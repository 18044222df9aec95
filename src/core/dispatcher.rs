use serde::Serialize;
use std::sync::Arc;
use tracing::{info, warn};

use crate::core::error::{SwitchboardError, SwitchboardResult};
use crate::core::registry::{CommandLogEntry, ConnectionRegistry, ErrorCounter};

#[derive(Debug, Clone, PartialEq, Serialize)]
pub struct CommandOutcome {
    pub message: String,
    pub output: String,
    pub reconnected: bool,
    /// Failure that the reconnect cycle recovered from, if any.
    #[serde(skip_serializing_if = "Option::is_none")]
    pub recovered_error: Option<String>,
}

/// Flattened `{success, message, output?}` shape handed to API and live clients.
#[derive(Debug, Clone, PartialEq, Serialize)]
pub struct CommandResult {
    pub success: bool,
    pub message: String,
    #[serde(skip_serializing_if = "Option::is_none")]
    pub output: Option<String>,
    pub reconnected: bool,
    #[serde(skip_serializing_if = "Option::is_none")]
    pub recovered_error: Option<String>,
}

impl From<SwitchboardResult<CommandOutcome>> for CommandResult {
    fn from(result: SwitchboardResult<CommandOutcome>) -> Self {
        match result {
            Ok(outcome) => CommandResult {
                success: true,
                message: outcome.message,
                output: Some(outcome.output),
                reconnected: outcome.reconnected,
                recovered_error: outcome.recovered_error,
            },
            Err(e) => CommandResult {
                success: false,
                message: e.to_string(),
                output: None,
                reconnected: false,
                recovered_error: None,
            },
        }
    }
}

pub struct CommandDispatcher {
    registry: Arc<ConnectionRegistry>,
}

impl CommandDispatcher {
    pub fn new(registry: Arc<ConnectionRegistry>) -> Self {
        Self { registry }
    }

    /// Runs `command` on a server. A failed attempt gets exactly one forced
    /// reconnect and retry when `auto_reconnect` is set; the second failure is final.
    pub async fn execute(
        &self,
        server_id: i64,
        command: &str,
        auto_reconnect: bool,
    ) -> SwitchboardResult<CommandOutcome> {
        let registry = &self.registry;
        let mut slot = registry.lock(server_id).await;
        let (server, token) = registry
            .ensure_connected_locked(&mut slot, server_id, auto_reconnect)
            .await?;

        let first_error = match registry.transport().execute(&server, &token, command).await {
            Ok(output) => {
                registry.reset_command_errors(server_id).await?;
                registry
                    .append_log(server_id, CommandLogEntry::new(command, &output, true))
                    .await;
                info!(server_id, command, "Command executed on {}", server.name);
                return Ok(CommandOutcome {
                    message: format!("Command executed on {}", server.name),
                    output,
                    reconnected: false,
                    recovered_error: None,
                });
            }
            Err(e) => SwitchboardError::from(e),
        };

        let reason = first_error.to_string();
        warn!(server_id, command, "Command failed on {}: {}", server.name, reason);
        registry
            .append_log(server_id, CommandLogEntry::new(command, &reason, false))
            .await;
        registry
            .record_error(&server, ErrorCounter::Command, &reason)
            .await?;

        if !auto_reconnect || !first_error.is_retryable() {
            return Err(SwitchboardError::DispatchFailure(format!(
                "Command execution failed: {reason}"
            )));
        }

        let (server, token) = match registry.reconnect_locked(&mut slot, server_id).await {
            Ok(session) => session,
            Err(e) => {
                return Err(SwitchboardError::DispatchFailure(format!(
                    "Command execution failed and reconnection failed: {e}"
                )));
            }
        };

        match registry.transport().execute(&server, &token, command).await {
            Ok(output) => {
                registry.reset_command_errors(server_id).await?;
                registry
                    .append_log(
                        server_id,
                        CommandLogEntry::new(command, &output, true).reconnected(),
                    )
                    .await;
                info!(
                    server_id,
                    command, "Command executed on {} after reconnection", server.name
                );
                Ok(CommandOutcome {
                    message: format!("Command executed on {} (after reconnection)", server.name),
                    output,
                    reconnected: true,
                    recovered_error: Some(reason),
                })
            }
            Err(e) => {
                let retry_reason = e.to_string();
                warn!(
                    server_id,
                    command, "Retry after reconnection failed on {}: {}", server.name, retry_reason
                );
                registry
                    .append_log(
                        server_id,
                        CommandLogEntry::new(command, &retry_reason, false).reconnected(),
                    )
                    .await;
                registry
                    .record_error(&server, ErrorCounter::Command, &retry_reason)
                    .await?;
                Err(SwitchboardError::DispatchFailure(format!(
                    "Command execution failed after reconnection: {retry_reason} (first attempt: {reason})"
                )))
            }
        }
    }
}

#[cfg(test)]
mod tests {
    use super::*;

    #[test]
    fn failures_flatten_to_unsuccessful_results() {
        let result: CommandResult = Err(SwitchboardError::not_connected()).into();
        assert!(!result.success);
        assert_eq!(result.message, "Server is not connected");
        assert!(result.output.is_none());

        let json = serde_json::to_value(&result).unwrap();
        assert!(json.get("output").is_none());
    }

    #[test]
    fn successes_carry_output_and_recovery_detail() {
        let result: CommandResult = Ok(CommandOutcome {
            message: "Command executed on db1 (after reconnection)".into(),
            output: "file1.txt".into(),
            reconnected: true,
            recovered_error: Some("broken pipe".into()),
        })
        .into();
        assert!(result.success);
        assert!(result.reconnected);
        assert_eq!(result.output.as_deref(), Some("file1.txt"));
        assert_eq!(result.recovered_error.as_deref(), Some("broken pipe"));
    }
}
════
» **ACTIVITY**
Transcribe the entire listing above precisely.

» **SOLUTION TO THIS TASK**
repository 18044222df9aec95
filename src/core/dispatcher.rs
use serde::Serialize;
use std::sync::Arc;
use tracing::{info, warn};

use crate::core::error::{SwitchboardError, SwitchboardResult};
use crate::core::registry::{CommandLogEntry, ConnectionRegistry, ErrorCounter};

#[derive(Debug, Clone, PartialEq, Serialize)]
pub struct CommandOutcome {
    pub message: String,
    pub output: String,
    pub reconnected: bool,
    /// Failure that the reconnect cycle recovered from, if any.
    #[serde(skip_serializing_if = "Option::is_none")]
    pub recovered_error: Option<String>,
}

/// Flattened `{success, message, output?}` shape handed to API and live clients.
#[derive(Debug, Clone, PartialEq, Serialize)]
pub struct CommandResult {
    pub success: bool,
    pub message: String,
    #[serde(skip_serializing_if = "Option::is_none")]
    pub output: Option<String>,
    pub reconnected: bool,
    #[serde(skip_serializing_if = "Option::is_none")]
    pub recovered_error: Option<String>,
}

impl From<SwitchboardResult<CommandOutcome>> for CommandResult {
    fn from(result: SwitchboardResult<CommandOutcome>) -> Self {
        match result {
            Ok(outcome) => CommandResult {
                success: true,
                message: outcome.message,
                output: Some(outcome.output),
                reconnected: outcome.reconnected,
                recovered_error: outcome.recovered_error,
            },
            Err(e) => CommandResult {
                success: false,
                message: e.to_string(),
                output: None,
                reconnected: false,
                recovered_error: None,
            },
        }
    }
}

pub struct CommandDispatcher {
    registry: Arc<ConnectionRegistry>,
}

impl CommandDispatcher {
    pub fn new(registry: Arc<ConnectionRegistry>) -> Self {
        Self { registry }
    }

    /// Runs `command` on a server. A failed attempt gets exactly one forced
    /// reconnect and retry when `auto_reconnect` is set; the second failure is final.
    pub async fn execute(
        &self,
        server_id: i64,
        command: &str,
        auto_reconnect: bool,
    ) -> SwitchboardResult<CommandOutcome> {
        let registry = &self.registry;
        let mut slot = registry.lock(server_id).await;
        let (server, token) = registry
            .ensure_connected_locked(&mut slot, server_id, auto_reconnect)
            .await?;

        let first_error = match registry.transport().execute(&server, &token, command).await {
            Ok(output) => {
                registry.reset_command_errors(server_id).await?;
                registry
                    .append_log(server_id, CommandLogEntry::new(command, &output, true))
                    .await;
                info!(server_id, command, "Command executed on {}", server.name);
                return Ok(CommandOutcome {
                    message: format!("Command executed on {}", server.name),
                    output,
                    reconnected: false,
                    recovered_error: None,
                });
            }
            Err(e) => SwitchboardError::from(e),
        };

        let reason = first_error.to_string();
        warn!(server_id, command, "Command failed on {}: {}", server.name, reason);
        registry
            .append_log(server_id, CommandLogEntry::new(command, &reason, false))
            .await;
        registry
            .record_error(&server, ErrorCounter::Command, &reason)
            .await?;

        if !auto_reconnect || !first_error.is_retryable() {
            return Err(SwitchboardError::DispatchFailure(format!(
                "Command execution failed: {reason}"
            )));
        }

        let (server, token) = match registry.reconnect_locked(&mut slot, server_id).await {
            Ok(session) => session,
            Err(e) => {
                return Err(SwitchboardError::DispatchFailure(format!(
                    "Command execution failed and reconnection failed: {e}"
                )));
            }
        };

        match registry.transport().execute(&server, &token, command).await {
            Ok(output) => {
                registry.reset_command_errors(server_id).await?;
                registry
                    .append_log(
                        server_id,
                        CommandLogEntry::new(command, &output, true).reconnected(),
                    )
                    .await;
                info!(
                    server_id,
                    command, "Command executed on {} after reconnection", server.name
                );
                Ok(CommandOutcome {
                    message: format!("Command executed on {} (after reconnection)", server.name),
                    output,
                    reconnected: true,
                    recovered_error: Some(reason),
                })
            }
            Err(e) => {
                let retry_reason = e.to_string();
                warn!(
                    server_id,
                    command, "Retry after reconnection failed on {}: {}", server.name, retry_reason
                );
                registry
                    .append_log(
                        server_id,
                        CommandLogEntry::new(command, &retry_reason, false).reconnected(),
                    )
                    .await;
                registry
                    .record_error(&server, ErrorCounter::Command, &retry_reason)
                    .await?;
                Err(SwitchboardError::DispatchFailure(format!(
                    "Command execution failed after reconnection: {retry_reason} (first attempt: {reason})"
                )))
            }
        }
    }
}

#[cfg(test)]
mod tests {
    use super::*;

    #[test]
    fn failures_flatten_to_unsuccessful_results() {
        let result: CommandResult = Err(SwitchboardError::not_connected()).into();
        assert!(!result.success);
        assert_eq!(result.message, "Server is not connected");
        assert!(result.output.is_none());

        let json = serde_json::to_value(&result).unwrap();
        assert!(json.get("output").is_none());
    }

    #[test]
    fn successes_carry_output_and_recovery_detail() {
        let result: CommandResult = Ok(CommandOutcome {
            message: "Command executed on db1 (after reconnection)".into(),
            output: "file1.txt".into(),
            reconnected: true,
            recovered_error: Some("broken pipe".into()),
        })
        .into();
        assert!(result.success);
        assert!(result.reconnected);
        assert_eq!(result.output.as_deref(), Some("file1.txt"));
        assert_eq!(result.recovered_error.as_deref(), Some("broken pipe"));
    }
}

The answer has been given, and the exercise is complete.